Architecture of Lux’s Sound.
Rosalía is firmly in the driver’s seat as executive producer (handling ‘97%’ of the production herself … not sure how you determine a single % of production input but I’m here all day for random stats). However, the sonic world of LUX was built alongside a carefully selected team of collaborators.
Noah Goldstein: Rosalía’s long-term collaborator and the man who helped engineer the maximalist textures of Kanye West’s My Beautiful Dark Twisted Fantasy and the sparse brilliance of Frank Ocean’s Blonde. He knows exactly how to handle her more experimental impulses, having been a key architect on MOTOMAMI and Travis Scott’s Utopia.
Dylan Wiggins: Bringing the rich, multi-instrumental depth that anchors the album’s four movements. You’ve heard his touch on SZA’s SOS, The Weeknd’s Starboy, and Daniel Caesar’s Never Enough. He provides the soulful, organic counterpoint to the album’s grander symphonic moments.
David Rodríguez: Her right-hand man for vocal production. He’s the reason every one of those 13 languages she sings in hits with total precision. Beyond his work on the MOTOMAMI era, David (often known as Godriguez) has a deep history in global sounds, famously producing Sampa the Great’s breakthrough The Great Mixtape.

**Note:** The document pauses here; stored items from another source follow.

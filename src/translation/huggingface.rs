//! IndicTrans2 and NLLB backends on the HuggingFace Inference API.

use async_trait::async_trait;

use super::{TranslationBackend, TranslationMethod};
use crate::Result;
use crate::providers::HuggingFaceClient;
use crate::types::Language;

/// IndicTrans2 English-to-Indic model.
pub const INDICTRANS2_MODEL: &str = "ai4bharat/indictrans2-en-indic-1B";

/// NLLB-200 distilled model.
pub const NLLB_MODEL: &str = "facebook/nllb-200-distilled-600M";

/// Seq2seq translation through a hosted model.
///
/// Both models take FLORES-200 language codes; available whenever the
/// client has an API key.
#[derive(Clone)]
pub struct HfTranslator {
    client: HuggingFaceClient,
    method: TranslationMethod,
    model: String,
}

impl HfTranslator {
    /// IndicTrans2 backend.
    pub fn indictrans2(client: HuggingFaceClient) -> Self {
        Self {
            client,
            method: TranslationMethod::IndicTrans2,
            model: INDICTRANS2_MODEL.to_string(),
        }
    }

    /// NLLB backend.
    pub fn nllb(client: HuggingFaceClient) -> Self {
        Self {
            client,
            method: TranslationMethod::Nllb,
            model: NLLB_MODEL.to_string(),
        }
    }

    /// Override the model.
    pub fn model(mut self, model: impl Into<String>) -> Self {
        self.model = model.into();
        self
    }
}

#[async_trait]
impl TranslationBackend for HfTranslator {
    fn name(&self) -> &str {
        self.method.as_str()
    }

    fn method(&self) -> TranslationMethod {
        self.method
    }

    fn is_available(&self) -> bool {
        self.client.has_api_key()
    }

    async fn translate(&self, text: &str, target: Language) -> Result<String> {
        self.client
            .translate(
                text,
                &self.model,
                Language::English.flores_code(),
                target.flores_code(),
            )
            .await
    }
}
//! The extension rewrite policy shared by every conversion flow.
//!
//! A file is convertible when its name ends, case-insensitively, in `.php`
//! or `.sql`; the rewrite swaps that suffix for `.txt`. Only the final
//! suffix is considered (`backup.sql.gz` is not eligible), and everything
//! before it (directory prefixes, the stem's original casing) is preserved.
//!
//! The policy is a pure function and idempotent: its output never ends in a
//! source suffix, so running it twice is a no-op.

/// Suffixes the policy rewrites, lowercase, without the dot.
pub const SOURCE_EXTENSIONS: &[&str] = &["php", "sql"];

/// The suffix every rewritten name receives.
pub const TARGET_EXTENSION: &str = "txt";

/// Outcome of running the policy on one file name.
#[derive(Debug, Clone, PartialEq, Eq)]
pub struct RenameDecision {
    /// True when the name matched a source suffix.
    pub eligible: bool,
    /// The rewritten name, or the input unchanged when not eligible.
    pub new_name: String,
}

/// Decide whether `name` is convertible and compute its target name.
pub fn decide(name: &str) -> RenameDecision {
    for ext in SOURCE_EXTENSIONS {
        if let Some(stem) = match_suffix(name, ext) {
            return RenameDecision {
                eligible: true,
                new_name: format!("{stem}.{TARGET_EXTENSION}"),
            };
        }
    }
    RenameDecision {
        eligible: false,
        new_name: name.to_string(),
    }
}

/// Convenience wrapper for callers that only need the yes/no answer.
pub fn is_eligible(name: &str) -> bool {
    decide(name).eligible
}

/// If `name` ends in `.{ext}` (ASCII case-insensitive), return the part
/// before the dot. Byte-indexed on the original string so the stem's case
/// and any non-ASCII content survive untouched.
fn match_suffix<'a>(name: &'a str, ext: &str) -> Option<&'a str> {
    let suffix_len = ext.len() + 1; // dot included
    if name.len() < suffix_len || !name.is_char_boundary(name.len() - suffix_len) {
        return None;
    }
    let (stem, tail) = name.split_at(name.len() - suffix_len);
    if tail.as_bytes()[0] == b'.' && tail[1..].eq_ignore_ascii_case(ext) {
        Some(stem)
    } else {
        None
    }
}

#[cfg(test)]
mod tests {
    use super::*;

    #[test]
    fn php_lowercase() {
        let d = decide("index.php");
        assert!(d.eligible);
        assert_eq!(d.new_name, "index.txt");
    }

    #[test]
    fn sql_lowercase() {
        let d = decide("dump.sql");
        assert!(d.eligible);
        assert_eq!(d.new_name, "dump.txt");
    }

    #[test]
    fn suffix_match_is_case_insensitive() {
        for name in ["a.PHP", "a.Php", "a.pHp", "b.SQL", "b.Sql"] {
            assert!(decide(name).eligible, "{name} should be eligible");
        }
    }

    #[test]
    fn stem_case_is_preserved() {
        let d = decide("MyScript.PHP");
        assert_eq!(d.new_name, "MyScript.txt");
    }

    #[test]
    fn directory_prefix_is_preserved() {
        let d = decide("src/admin/Login.php");
        assert!(d.eligible);
        assert_eq!(d.new_name, "src/admin/Login.txt");
    }

    #[test]
    fn non_matching_name_is_unchanged() {
        let d = decide("readme.md");
        assert!(!d.eligible);
        assert_eq!(d.new_name, "readme.md");
    }

    #[test]
    fn only_final_suffix_counts() {
        assert!(!decide("backup.sql.gz").eligible);
        assert!(decide("backup.gz.sql").eligible);
    }

    #[test]
    fn extension_without_dot_is_not_eligible() {
        assert!(!decide("php").eligible);
        assert!(!decide("sql").eligible);
    }

    #[test]
    fn bare_dot_extension_is_eligible() {
        // Matches the suffix rule exactly: ".php" ends in ".php".
        let d = decide(".php");
        assert!(d.eligible);
        assert_eq!(d.new_name, ".txt");
    }

    #[test]
    fn idempotent_on_its_own_output() {
        for name in ["index.php", "dump.SQL", "src/a.Php", "readme.md"] {
            let once = decide(name);
            let twice = decide(&once.new_name);
            assert!(!twice.eligible, "{name} rewritten twice");
            assert_eq!(twice.new_name, once.new_name);
        }
    }

    #[test]
    fn non_ascii_stem_survives() {
        let d = decide("ملف-قاعدة-البيانات.sql");
        assert!(d.eligible);
        assert_eq!(d.new_name, "ملف-قاعدة-البيانات.txt");
    }

    #[test]
    fn empty_name_is_not_eligible() {
        let d = decide("");
        assert!(!d.eligible);
        assert_eq!(d.new_name, "");
    }
}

It’s also worth noting the absence of El Guincho, Rosalia’s long time creative partner, which reminds me of Little Simz’ recent creative journey? Notable is the inclusion of Caroline Shaw (the Pulitzer-winning composer who has worked with everyone from Kanye to the Attacca Quartet) and conductor Daníel Bjarnason. These are two heavyweight collaborators that represent and add to the scale of this work.
First Impressions.
I’ve only been living with this for a few weeks and my notes are a bit of a mess. I am finsding that I don’t often have the words to describe what I am hearing or feeling.
“Porcelana”: Inspired by the Japanese monk Ryōnen Gensō, who famously scarred her own face to pursue her spiritual path. It’s a haunting track where Rosalía sings partly in Japanese over a backdrop of Bernard Herrmann-esque string stabs and heavy flamenco claps.
“La Perla”: This one is going to spark a lot of debate on the pod. Musically, it’s a light, airy waltz with a dramatic swell of brass—but the lyrics are an absolute evisceration of a “world-class fuck up” ex-lover. It’s “the anti-ballad,” hiding venom inside a gorgeous, shimmering shell.
“La Yugular”: Drawing on the Sufi mysticism of Rabia Al-Adawiyya, this track explores the proximity of the divine. It features a surreal nesting-doll lyric about an army fitting in a golf ball, ending with a spoken-word fragment from Patti Smith.
“Berghain”: (Featuring Björk and Yves Tumor) is a total head-fuck in the best way possible—a club track that feels like it’s being performed in a cathedral.
The Anti-Dopamine Manifesto.
Crucially, Rosalía has been very vocal about how she wants us to consume this record. In a direct response to the “commoditisation of the hook”—where 15-second snippets are engineered specifically for social media virality — she has described LUX as an anti-dopamine hit.
She isn’t interested in making background music for your morning commute or soundtracking a scroll through your feed. Her advice? Sit in a darkened room with the lyrics and their translations in front of you. This is not “easy listening,” and it wasn’t intended to be. It’s an album that demands total, undistracted attention. It’s a challenge to the modern listener to slow down and sit with the discomfort of silence and the weight of an orchestra.
Whether she’s successfully fought back against the TikTok-ification of music or simply created something beautifully inaccessible is exactly what we’re going to get into in the podcast.